Records contained in a dataset ->

★ ★ ★ ★

//! In-progress flags for the two long-running operations.

use std::sync::atomic::{AtomicBool, Ordering};
use std::sync::Arc;

/// A boolean "operation in progress" flag.
///
/// The flag is set by [`BusyFlag::try_acquire`] and cleared when the returned
/// guard drops, so every exit path of the guarded operation releases it.
#[derive(Debug, Clone, Default)]
pub struct BusyFlag {
    inner: Arc<AtomicBool>,
}

impl BusyFlag {
    pub fn new() -> Self {
        Self::default()
    }

    /// Set the flag unless it is already set.
    pub fn try_acquire(&self) -> Option<BusyGuard> {
        self.inner
            .compare_exchange(false, true, Ordering::AcqRel, Ordering::Acquire)
            .ok()
            .map(|_| BusyGuard {
                flag: self.inner.clone(),
            })
    }

    pub fn is_set(&self) -> bool {
        self.inner.load(Ordering::Acquire)
    }
}

/// Clears its [`BusyFlag`] on drop.
#[derive(Debug)]
pub struct BusyGuard {
    flag: Arc<AtomicBool>,
}

impl Drop for BusyGuard {
    fn drop(&mut self) {
        self.flag.store(false, Ordering::Release);
    }
}

#[cfg(test)]
mod tests {
    use super::*;

    #[test]
    fn test_second_acquire_is_refused() {
        let flag = BusyFlag::new();
        let guard = flag.try_acquire();
        assert!(guard.is_some());
        assert!(flag.is_set());
        assert!(flag.try_acquire().is_none());
    }

    #[test]
    fn test_drop_releases_flag() {
        let flag = BusyFlag::new();
        {
            let _guard = flag.try_acquire().unwrap();
            assert!(flag.is_set());
        }
        assert!(!flag.is_set());
        assert!(flag.try_acquire().is_some());
    }

    #[test]
    fn test_release_on_early_return() {
        fn guarded(flag: &BusyFlag, fail: bool) -> Result<(), &'static str> {
            let _guard = flag.try_acquire().ok_or("busy")?;
            if fail {
                return Err("failed");
            }
            Ok(())
        }

        let flag = BusyFlag::new();
        assert!(guarded(&flag, true).is_err());
        assert!(!flag.is_set());
        assert!(guarded(&flag, false).is_ok());
        assert!(!flag.is_set());
    }
}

★ ★ ★ ★

Instructions for the task -> In the entries above, find the line with "pub struct BusyFlag", then retype it and every line after it exactly.

Result for this exercise ->
pub struct BusyFlag {
    inner: Arc<AtomicBool>,
}

impl BusyFlag {
    pub fn new() -> Self {
        Self::default()
    }

    /// Set the flag unless it is already set.
    pub fn try_acquire(&self) -> Option<BusyGuard> {
        self.inner
            .compare_exchange(false, true, Ordering::AcqRel, Ordering::Acquire)
            .ok()
            .map(|_| BusyGuard {
                flag: self.inner.clone(),
            })
    }

    pub fn is_set(&self) -> bool {
        self.inner.load(Ordering::Acquire)
    }
}

/// Clears its [`BusyFlag`] on drop.
#[derive(Debug)]
pub struct BusyGuard {
    flag: Arc<AtomicBool>,
}

impl Drop for BusyGuard {
    fn drop(&mut self) {
        self.flag.store(false, Ordering::Release);
    }
}

#[cfg(test)]
mod tests {
    use super::*;

    #[test]
    fn test_second_acquire_is_refused() {
        let flag = BusyFlag::new();
        let guard = flag.try_acquire();
        assert!(guard.is_some());
        assert!(flag.is_set());
        assert!(flag.try_acquire().is_none());
    }

    #[test]
    fn test_drop_releases_flag() {
        let flag = BusyFlag::new();
        {
            let _guard = flag.try_acquire().unwrap();
            assert!(flag.is_set());
        }
        assert!(!flag.is_set());
        assert!(flag.try_acquire().is_some());
    }

    #[test]
    fn test_release_on_early_return() {
        fn guarded(flag: &BusyFlag, fail: bool) -> Result<(), &'static str> {
            let _guard = flag.try_acquire().ok_or("busy")?;
            if fail {
                return Err("failed");
            }
            Ok(())
        }

        let flag = BusyFlag::new();
        assert!(guarded(&flag, true).is_err());
        assert!(!flag.is_set());
        assert!(guarded(&flag, false).is_ok());
        assert!(!flag.is_set());
    }
}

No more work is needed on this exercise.